* [ACTIVITY] Print the records below word for word, beginning with the first line and ending once the line containing "use crate::timestamp::Timestamp;" is printed.

[RECORD SET Boundary: Start]

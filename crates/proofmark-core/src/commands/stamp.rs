//! The stamp command: commit a document to the calendars.

use std::path::{Path, PathBuf};
use std::sync::Arc;
use std::time::Duration;

use thiserror::Error;

use crate::adapter::{EntropySource, HttpClient};
use crate::calendar::{submit_to_all, CalendarClient, SubmitOutcome};
use crate::codec::{attach, DetachedTimestampFile};
use crate::config::Config;
use crate::timestamp::Timestamp;

use super::sha256_digest;

/// Collaborators the stamp command needs.
pub struct StampDeps {
    /// HTTP client for calendar submission.
    pub http: Arc<dyn HttpClient>,
    /// Nonce source.
    pub entropy: Arc<dyn EntropySource>,
    /// Engine configuration.
    pub config: Config,
}

/// Options for stamping a file.
#[derive(Debug, Clone, Default)]
pub struct StampOptions {
    /// Where to write the proof; defaults to `<document>.ots`.
    pub output: Option<PathBuf>,
    /// Replace an existing output file.
    pub overwrite: bool,
    /// Write an attached file (document bytes followed by the envelope)
    /// instead of a detached proof.
    pub attached: bool,
}

/// Errors raised while stamping.
#[derive(Debug, Error)]
#[non_exhaustive]
pub enum StampError {
    /// Reading the document or writing the proof failed.
    #[error("io error on {path}: {source}")]
    Io {
        /// The path involved.
        path: PathBuf,
        /// The underlying error.
        #[source]
        source: std::io::Error,
    },

    /// The output file exists and overwrite was not requested.
    #[error("output {path} already exists")]
    OutputExists {
        /// The output path.
        path: PathBuf,
    },

    /// No calendars are configured.
    #[error("no calendars configured")]
    NoCalendars,

    /// Not a single calendar accepted the commitment.
    #[error("every calendar submission failed")]
    AllCalendarsFailed {
        /// Per-calendar failures, rendered.
        failures: Vec<(String, String)>,
    },
}

/// Result of stamping a file.
#[derive(Debug)]
pub struct StampResult {
    /// Where the proof was written.
    pub output_path: PathBuf,
    /// The submission outcome.
    pub outcome: SubmitOutcome,
    /// Pending attestations now in the proof.
    pub pending: usize,
}

/// Stamps raw document bytes: nonce, commitment, calendar submission.
///
/// The commitment is `nonce ‖ sha256(document)`, so calendars learn nothing
/// about the document itself.
///
/// # Errors
///
/// [`StampError::NoCalendars`] with an empty calendar list,
/// [`StampError::AllCalendarsFailed`] when no calendar accepted. A partial
/// quorum failure is not an error here — the proof still carries the
/// accepting calendars' pendings; callers that need the strategy verdict
/// check [`SubmitOutcome::is_satisfied`].
pub fn stamp_bytes(
    document: &[u8],
    deps: &StampDeps,
) -> Result<(DetachedTimestampFile, SubmitOutcome), StampError> {
    if deps.config.calendars.is_empty() {
        return Err(StampError::NoCalendars);
    }

    let nonce = deps.entropy.nonce_bytes();
    let digest = sha256_digest(document);
    let mut commitment = Vec::with_capacity(nonce.len() + digest.len());
    commitment.extend_from_slice(&nonce);
    commitment.extend_from_slice(&digest);

    let mut timestamp = Timestamp::new(commitment);
    let timeout = Duration::from_secs(deps.config.submit.request_timeout_secs);
    let calendars: Vec<CalendarClient> = deps
        .config
        .calendars
        .iter()
        .map(|base| CalendarClient::new(base.clone(), Arc::clone(&deps.http), timeout))
        .collect();

    let outcome = submit_to_all(&mut timestamp, calendars, &deps.config.submit);
    if outcome.successful.is_empty() {
        return Err(StampError::AllCalendarsFailed {
            failures: outcome.failed,
        });
    }
    if !outcome.is_satisfied() {
        tracing::warn!(
            successful = outcome.successful.len(),
            required = outcome.required,
            "submission quorum not reached, proof carries partial pendings"
        );
    }

    let file = DetachedTimestampFile::new_nonced(nonce, timestamp.into_root());
    Ok((file, outcome))
}

/// Stamps a document file and writes the proof next to it.
///
/// # Errors
///
/// As [`stamp_bytes`], plus I/O failures and
/// [`StampError::OutputExists`].
pub fn stamp_file(
    path: &Path,
    options: &StampOptions,
    deps: &StampDeps,
) -> Result<StampResult, StampError> {
    let document = std::fs::read(path).map_err(|source| StampError::Io {
        path: path.to_path_buf(),
        source,
    })?;

    let output_path = options.output.clone().unwrap_or_else(|| {
        let mut name = path.as_os_str().to_os_string();
        name.push(".ots");
        PathBuf::from(name)
    });
    if output_path.exists() && !options.overwrite {
        return Err(StampError::OutputExists { path: output_path });
    }

    let (file, outcome) = stamp_bytes(&document, deps)?;
    let pending = file.tree().pending_count();

    let bytes = if options.attached {
        attach(&document, &file)
    } else {
        file.to_bytes()
    };
    std::fs::write(&output_path, bytes).map_err(|source| StampError::Io {
        path: output_path.clone(),
        source,
    })?;

    tracing::info!(
        output = %output_path.display(),
        calendars = outcome.successful.len(),
        pending,
        "document stamped"
    );
    Ok(StampResult {
        output_path,
        outcome,
        pending,
    })
}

[RECORD SET Boundary: End]

* [OUTPUT FOR THIS TASK]
filename crates/proofmark-core/src/commands/stamp.rs
//! The stamp command: commit a document to the calendars.

use std::path::{Path, PathBuf};
use std::sync::Arc;
use std::time::Duration;

use thiserror::Error;

use crate::adapter::{EntropySource, HttpClient};
use crate::calendar::{submit_to_all, CalendarClient, SubmitOutcome};
use crate::codec::{attach, DetachedTimestampFile};
use crate::config::Config;
use crate::timestamp::Timestamp;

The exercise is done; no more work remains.